Le 30 janvier dernier, la Cour européenne des droits de l'Homme qui avaient été interpellée sur la question des 10% par deux citoyens turcs, Mehmet Yumak et Resul Sadak, a affirmé que ce seuil électoral, le plus élevé des 46 membres du Conseil de l'Europe, ne constituait pas une atteinte à la liberté du vote. L'institution européenne a cependant préconisé que ce seuil soit abaissé et conseillé l'ouverture de discussions entre les formations politiques sur ce sujet. Les autorités turques ont, cette année, modifié la procédure de vote. Alors qu'auparavant, les candidats indépendants disposaient chacun de bulletins de vote différents, ils seront désormais tous inscrits sur la même feuille, ce qui pourrait entraîner de la confusion dans un pays où une grande partie des électeurs sont toujours analphabètes, notamment dans les régions kurdes.

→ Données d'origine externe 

//! ============================================================================
//! Wallet Module - wallet connection and message signing
//! ============================================================================
//! The wallet itself (browser extension, node with unlocked accounts, ...)
//! is an external collaborator. The page controller talks to it through
//! these two traits; `InjectedWallet` is the JSON-RPC implementation.
//! ============================================================================

mod injected;

use async_trait::async_trait;

use crate::types::{Address, ConnectError, SignError, SignedAssertion, WalletSession};

pub use injected::{parse_chain_id, InjectedWallet};

/// Establishes and tears down the wallet session
#[async_trait]
pub trait WalletConnector: Send + Sync {
    /// Ask the wallet for an account on the target chain
    async fn activate(&self) -> Result<WalletSession, ConnectError>;

    /// Forget the current session
    async fn deactivate(&self);
}

/// Signs plain-text messages with the connected account
#[async_trait]
pub trait MessageSigner: Send + Sync {
    async fn sign_message(
        &self,
        address: &Address,
        message: &str,
    ) -> Result<SignedAssertion, SignError>;
}
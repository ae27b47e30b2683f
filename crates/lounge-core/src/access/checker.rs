//! ============================================================================
//! Balance Checker - membership NFT balance lookups
//! ============================================================================
//! Reads the ERC-1155 balance of one token id for the connected account
//! through a read-only `eth_call`.
//! ============================================================================

use async_trait::async_trait;
use std::time::Duration;
use tracing::debug;

use super::types::{u128_from_word, uint256_from_decimal, BALANCE_OF_SELECTOR};
use crate::rpc::{JsonRpcClient, RpcError};
use crate::types::{Address, BalanceError};

/// Read-only token balance source
#[async_trait]
pub trait TokenBalanceReader: Send + Sync {
    /// Balance of `token_id` held by `owner` on `contract`
    async fn balance_of(
        &self,
        contract: &Address,
        owner: &Address,
        token_id: &str,
    ) -> Result<u128, BalanceError>;
}

/// ERC-1155 balance reader backed by a chain node
pub struct Erc1155BalanceReader {
    rpc: JsonRpcClient,
}

impl Erc1155BalanceReader {
    pub fn new(node_rpc_url: &str) -> Self {
        Self {
            rpc: JsonRpcClient::new(node_rpc_url),
        }
    }

    pub fn with_timeout(node_rpc_url: &str, timeout: Duration) -> Self {
        Self {
            rpc: JsonRpcClient::with_timeout(node_rpc_url, timeout),
        }
    }
}

#[async_trait]
impl TokenBalanceReader for Erc1155BalanceReader {
    async fn balance_of(
        &self,
        contract: &Address,
        owner: &Address,
        token_id: &str,
    ) -> Result<u128, BalanceError> {
        let data = encode_balance_of(owner, token_id)?;
        debug!(
            "Checking balance of token {} on {} for {}",
            token_id, contract, owner
        );

        let result: String = self
            .rpc
            .call(
                "eth_call",
                serde_json::json!([{ "to": contract.as_str(), "data": data }, "latest"]),
            )
            .await
            .map_err(|e| match e {
                RpcError::Rpc { code, message } => BalanceError::Rpc { code, message },
                RpcError::Decode(msg) => BalanceError::Malformed(msg),
                other => BalanceError::Network(other.to_string()),
            })?;

        let balance = decode_balance(&result)?;
        debug!("Token balance: {}", balance);
        Ok(balance)
    }
}

/// Calldata for `balanceOf(owner, token_id)`
pub fn encode_balance_of(owner: &Address, token_id: &str) -> Result<String, BalanceError> {
    let id_word = uint256_from_decimal(token_id)
        .ok_or_else(|| BalanceError::Malformed(format!("invalid token id {:?}", token_id)))?;

    let mut data = Vec::with_capacity(4 + 64);
    data.extend_from_slice(&BALANCE_OF_SELECTOR);
    data.extend_from_slice(&owner.to_abi_word());
    data.extend_from_slice(&id_word);

    Ok(format!("0x{}", hex::encode(data)))
}

/// Decode an `eth_call` result holding one uint256
pub fn decode_balance(result: &str) -> Result<u128, BalanceError> {
    let digits = result
        .strip_prefix("0x")
        .ok_or_else(|| BalanceError::Malformed(result.to_string()))?;

    // "0x" is what a call to a non-contract address returns
    if digits.len() != 64 {
        return Err(BalanceError::Malformed(format!(
            "expected 32-byte word, got {:?}",
            result
        )));
    }

    let bytes = hex::decode(digits).map_err(|e| BalanceError::Malformed(e.to_string()))?;
    let mut word = [0u8; 32];
    word.copy_from_slice(&bytes);
    Ok(u128_from_word(&word))
}
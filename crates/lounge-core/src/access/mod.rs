//! ============================================================================
//! Access Module - NFT-gated membership
//! ============================================================================
//! Decides whether the connected wallet is a member: it holds at least the
//! required count of the membership token id on the membership contract.
//!
//! The flag computed here only drives what the page shows. The lounge route
//! re-verifies ownership server-side from the signed access message.
//!
//! ## Usage
//! ```rust,ignore
//! use lounge_core::access::{Erc1155BalanceReader, MembershipTracker};
//!
//! let mut tracker = MembershipTracker::new();
//! let tag = tracker.begin(&session.address);
//! // ... run the query, then
//! tracker.complete(&outcome, config.required_count);
//! ```
//! ============================================================================

mod checker;
mod membership;
mod types;

pub use checker::{decode_balance, encode_balance_of, Erc1155BalanceReader, TokenBalanceReader};
pub use membership::{MembershipOutcome, MembershipQuery, MembershipTracker, QueryTag};
pub use types::{u128_from_word, uint256_from_decimal, MembershipStatus, BALANCE_OF_SELECTOR};
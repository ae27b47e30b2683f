//! ============================================================================
//! Access Types - membership status and uint256 word helpers
//! ============================================================================

use serde::{Deserialize, Serialize};

/// ERC-1155 `balanceOf(address,uint256)` selector
pub const BALANCE_OF_SELECTOR: [u8; 4] = [0x00, 0xfd, 0xd5, 0x8e];

/// Membership of the connected wallet
#[derive(Debug, Clone, Copy, PartialEq, Eq, Serialize, Deserialize, Default)]
#[serde(rename_all = "snake_case")]
pub enum MembershipStatus {
    /// No wallet session
    #[default]
    Disconnected,
    /// Balance query in flight
    Checking,
    /// Holds at least the required count
    Member,
    /// Holds fewer than the required count
    NotMember,
    /// Balance query failed; treated as not a member
    Unavailable,
}

impl MembershipStatus {
    /// Status for a balance against the required token count
    pub fn from_balance(balance: u128, required_count: u64) -> Self {
        if balance >= u128::from(required_count) {
            MembershipStatus::Member
        } else {
            MembershipStatus::NotMember
        }
    }

    /// The membership flag; only `Member` grants it
    pub fn is_member(&self) -> bool {
        matches!(self, MembershipStatus::Member)
    }

    pub fn display_name(&self) -> &'static str {
        match self {
            MembershipStatus::Disconnected => "Not connected",
            MembershipStatus::Checking => "Checking",
            MembershipStatus::Member => "Member",
            MembershipStatus::NotMember => "Not a member",
            MembershipStatus::Unavailable => "Unavailable",
        }
    }
}

/// Encode a decimal integer as a big-endian uint256 word.
/// Returns None for non-digits or values above 2^256 - 1.
pub fn uint256_from_decimal(s: &str) -> Option<[u8; 32]> {
    if s.is_empty() {
        return None;
    }

    let mut word = [0u8; 32];
    for c in s.chars() {
        let digit = c.to_digit(10)?;
        // word = word * 10 + digit
        let mut carry = digit;
        for byte in word.iter_mut().rev() {
            let v = u32::from(*byte) * 10 + carry;
            *byte = (v & 0xff) as u8;
            carry = v >> 8;
        }
        if carry != 0 {
            return None;
        }
    }
    Some(word)
}

/// Decode a uint256 word, saturating at `u128::MAX`
pub fn u128_from_word(word: &[u8; 32]) -> u128 {
    if word[..16].iter().any(|b| *b != 0) {
        return u128::MAX;
    }
    let mut low = [0u8; 16];
    low.copy_from_slice(&word[16..]);
    u128::from_be_bytes(low)
}

#[cfg(test)]
mod tests {
    use super::*;

    #[test]
    fn test_status_from_balance() {
        assert_eq!(MembershipStatus::from_balance(0, 1), MembershipStatus::NotMember);
        assert_eq!(MembershipStatus::from_balance(1, 1), MembershipStatus::Member);
        assert_eq!(MembershipStatus::from_balance(5, 1), MembershipStatus::Member);
        assert_eq!(MembershipStatus::from_balance(2, 3), MembershipStatus::NotMember);
        assert_eq!(MembershipStatus::from_balance(u128::MAX, u64::MAX), MembershipStatus::Member);
    }

    #[test]
    fn test_threshold_sweep() {
        for required in 1..=5u64 {
            for balance in 0..=10u128 {
                let status = MembershipStatus::from_balance(balance, required);
                assert_eq!(status.is_member(), balance >= u128::from(required));
            }
        }
    }

    #[test]
    fn test_only_member_is_member() {
        assert!(MembershipStatus::Member.is_member());
        assert!(!MembershipStatus::Disconnected.is_member());
        assert!(!MembershipStatus::Checking.is_member());
        assert!(!MembershipStatus::NotMember.is_member());
        assert!(!MembershipStatus::Unavailable.is_member());
    }

    #[test]
    fn test_uint256_from_decimal() {
        assert_eq!(uint256_from_decimal("0"), Some([0u8; 32]));

        let word = uint256_from_decimal("258").unwrap();
        assert_eq!(word[30], 1);
        assert_eq!(word[31], 2);

        let max = "115792089237316195423570985008687907853269984665640564039457584007913129639935";
        assert_eq!(uint256_from_decimal(max), Some([0xff; 32]));

        let over = "115792089237316195423570985008687907853269984665640564039457584007913129639936";
        assert_eq!(uint256_from_decimal(over), None);

        assert_eq!(uint256_from_decimal(""), None);
        assert_eq!(uint256_from_decimal("12a"), None);
    }

    #[test]
    fn test_u128_from_word() {
        let mut word = [0u8; 32];
        word[31] = 7;
        assert_eq!(u128_from_word(&word), 7);

        word[0] = 1;
        assert_eq!(u128_from_word(&word), u128::MAX);
    }
}
use std::collections::HashSet;
use tracing::{debug, info};

use super::config::ClientConfig;
use super::error::GenerateError;
use super::group::{group_resources, ResourceGroup};
use super::naming::{unique_name, CanonicalName};
use super::schema::{sample_payload, type_fields};
use super::templates::{
    ClientGroupTemplateData, ClientTemplateData, ExampleCall, ModelTemplateData, TemplateRegistry,
};
use super::GeneratedFiles;
use crate::spec::Specification;

/// Host used when the document's base URI is relative
pub const DEFAULT_CLIENT_HOST: &str = "http://localhost:5000";

/// Names the generated `models.py` already binds
const TAKEN_MODEL_NAMES: &[&str] = &["Any", "Optional", "dataclass"];

/// Backend that turns a specification into a client library
///
/// The batch pipeline only talks to this trait, so a different client
/// flavor (or a test double) can be plugged in without touching it.
pub trait ClientLibraryGenerator {
    /// Generate the client artifact set for `spec`
    ///
    /// # Errors
    ///
    /// Any [`GenerateError`] the backend raises; the pipeline records it as a
    /// client generation failure.
    fn generate_client(
        &self,
        spec: &Specification,
        config: &ClientConfig,
    ) -> Result<GeneratedFiles, GenerateError>;
}

impl ClientLibraryGenerator for TemplateRegistry {
    fn generate_client(
        &self,
        spec: &Specification,
        config: &ClientConfig,
    ) -> Result<GeneratedFiles, GenerateError> {
        ClientGenerator::new(self, config.clone()).generate(spec)
    }
}

/// Python `requests` client generator
pub struct ClientGenerator<'r> {
    registry: &'r TemplateRegistry,
    config: ClientConfig,
}

impl<'r> ClientGenerator<'r> {
    pub fn new(registry: &'r TemplateRegistry, config: ClientConfig) -> Self {
        Self { registry, config }
    }

    /// Generate the client package, its tests and packaging files
    ///
    /// Resource groups and operation names match the server generated from
    /// the same document.
    pub fn generate(&self, spec: &Specification) -> Result<GeneratedFiles, GenerateError> {
        self.config.validate()?;
        // URIs are kept whole on the client, so no version prefix is stripped
        let groups = group_resources(spec, "");
        let package = self.config.package();
        let data = ClientTemplateData {
            dist_name: package.replace('_', "-"),
            client_class: aggregate_class_name(&self.config.client_class(), &groups),
            package: package.clone(),
            include_auth: self.config.include_auth,
            generate_tests: self.config.generate_tests,
            title: &spec.title,
            description: &spec.description,
            package_version: package_version(&spec.version),
            base_url: client_base_url(&spec.base_uri, &spec.version),
            groups: &groups,
            models: models(spec),
            examples: examples(&groups),
        };

        let r = self.registry;
        let mut files = GeneratedFiles::new();
        files.insert(format!("{package}/__init__.py"), r.render_client_package_init(&data)?);
        files.insert(format!("{package}/base_client.py"), r.render_base_client(&data)?);
        files.insert(format!("{package}/exceptions.py"), r.render_exceptions(&data)?);
        if !data.models.is_empty() {
            files.insert(format!("{package}/models.py"), r.render_models(&data)?);
        }
        files.insert(
            format!("{package}/resources/__init__.py"),
            r.render_client_resources_init(&data)?,
        );

        for group in &groups {
            let group_data = ClientGroupTemplateData {
                client: &data,
                group,
                name: &group.name,
                sample_payload: sample_payload(&group.fields),
            };
            let dir = format!("{package}/resources/{}", group.name.snake);
            files.insert(format!("{dir}/__init__.py"), r.render_client_group_init(&group_data)?);
            files.insert(format!("{dir}/client.py"), r.render_group_client(&group_data)?);
            if self.config.generate_tests {
                files.insert(
                    format!("tests/test_{}.py", group.name.snake),
                    r.render_client_group_test(&group_data)?,
                );
            }
            debug!(group = %group.name.snake, "rendered client group");
        }

        if self.config.generate_tests {
            files.insert("tests/__init__.py".into(), String::new());
            files.insert("tests/conftest.py".into(), r.render_client_conftest(&data)?);
            // Kept out of `tests/` so no `test_<group>.py` can shadow it
            files.insert("tests/integration/__init__.py".into(), String::new());
            files.insert(
                "tests/integration/test_client.py".into(),
                r.render_client_integration_test(&data)?,
            );
        }

        files.insert("setup.py".into(), r.render_setup_py(&data)?);
        files.insert("requirements.txt".into(), r.render_client_requirements(false)?);
        files.insert("requirements-dev.txt".into(), r.render_client_requirements(true)?);
        files.insert("pytest.ini".into(), r.render_client_pytest_ini(&data)?);
        files.insert(".gitignore".into(), r.render_client_gitignore()?);
        files.insert("README.md".into(), r.render_client_readme(&data)?);
        files.insert("examples/__init__.py".into(), String::new());
        files.insert("examples/basic_usage.py".into(), r.render_basic_usage(&data)?);

        info!(
            package = %package,
            groups = groups.len(),
            files = files.len(),
            "generated client artifacts"
        );
        Ok(files)
    }
}

/// Aggregate class name, kept apart from the per-group `<Pascal>Client` classes
fn aggregate_class_name(preferred: &str, groups: &[ResourceGroup]) -> String {
    let clashes = groups
        .iter()
        .any(|g| format!("{}Client", g.name.pascal) == preferred);
    if clashes {
        format!("{preferred}Api")
    } else {
        preferred.to_string()
    }
}

/// PEP 440 release version for a document version
///
/// ```rust
/// use apiforge::generator::package_version;
/// assert_eq!(package_version("v2"), "2");
/// assert_eq!(package_version("1.0"), "1.0");
/// assert_eq!(package_version("beta"), "0.1.0");
/// ```
pub fn package_version(version: &str) -> String {
    let trimmed = version.trim();
    let bare = trimmed
        .strip_prefix('v')
        .or_else(|| trimmed.strip_prefix('V'))
        .unwrap_or(trimmed);
    let valid = !bare.is_empty()
        && bare.split('.').all(|part| !part.is_empty() && part.chars().all(|c| c.is_ascii_digit()));
    if valid {
        bare.to_string()
    } else {
        "0.1.0".to_string()
    }
}

/// Default base URL baked into the client
///
/// `{version}` is substituted; relative URIs are anchored at
/// [`DEFAULT_CLIENT_HOST`].
pub fn client_base_url(base_uri: &str, version: &str) -> String {
    let uri = base_uri.replace("{version}", version);
    let uri = uri.trim_end_matches('/');
    if uri.starts_with("http://") || uri.starts_with("https://") {
        uri.to_string()
    } else if uri.is_empty() {
        DEFAULT_CLIENT_HOST.to_string()
    } else {
        format!("{DEFAULT_CLIENT_HOST}/{}", uri.trim_start_matches('/'))
    }
}

/// One dataclass per declared type, in declaration order
fn models(spec: &Specification) -> Vec<ModelTemplateData> {
    let mut seen: HashSet<String> = TAKEN_MODEL_NAMES.iter().map(|s| s.to_string()).collect();
    spec.types
        .iter()
        .map(|type_def| {
            let pascal = CanonicalName::derive(&type_def.name).pascal;
            ModelTemplateData {
                class_name: unique_name(&mut seen, &pascal),
                description: type_def.description.clone(),
                fields: type_fields(&type_def.properties, &type_def.required),
            }
        })
        .collect()
}

/// First GET of every group, called with sample path arguments
fn examples(groups: &[ResourceGroup]) -> Vec<ExampleCall> {
    groups
        .iter()
        .filter_map(|group| {
            let (endpoint, op) = group.operations().find(|(_, op)| op.verb == "GET")?;
            Some(ExampleCall {
                accessor: group.name.camel.clone(),
                operation: op.name.clone(),
                args: endpoint
                    .params
                    .iter()
                    .map(|p| p.sample.as_str())
                    .collect::<Vec<_>>()
                    .join(", "),
            })
        })
        .collect()
}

La Constitution stipule que le Premier ministre soit un élu du Parlement et la loi électorale oblige à modifier le gouvernement pendant la campagne électorale des élections législatives. Ainsi, les ministres de l'Intérieur, de la Justice et des Transports doivent être remplacés par des personnalités indépendantes et les autres membres de l'équipe gouvernementale doivent être choisis parmi les groupes parlementaires selon l'importance de ceux-ci.
Actuellement, deux formations politiques seulement sont représentées au Parlement :
- le Parti de la justice et du développement (AKP), formation du Premier ministre Recep Tayyip Erdogan créée en 2001 sur les cendres d'une formation islamiste interdite (Parti de la prospérité, Refah), possède 363 sièges ;
- le Parti républicain du peuple (CHP), principal parti d'opposition situé au centre gauche sur l'échiquier politique et dirigé par Deniz Baykal, compte 178 députés.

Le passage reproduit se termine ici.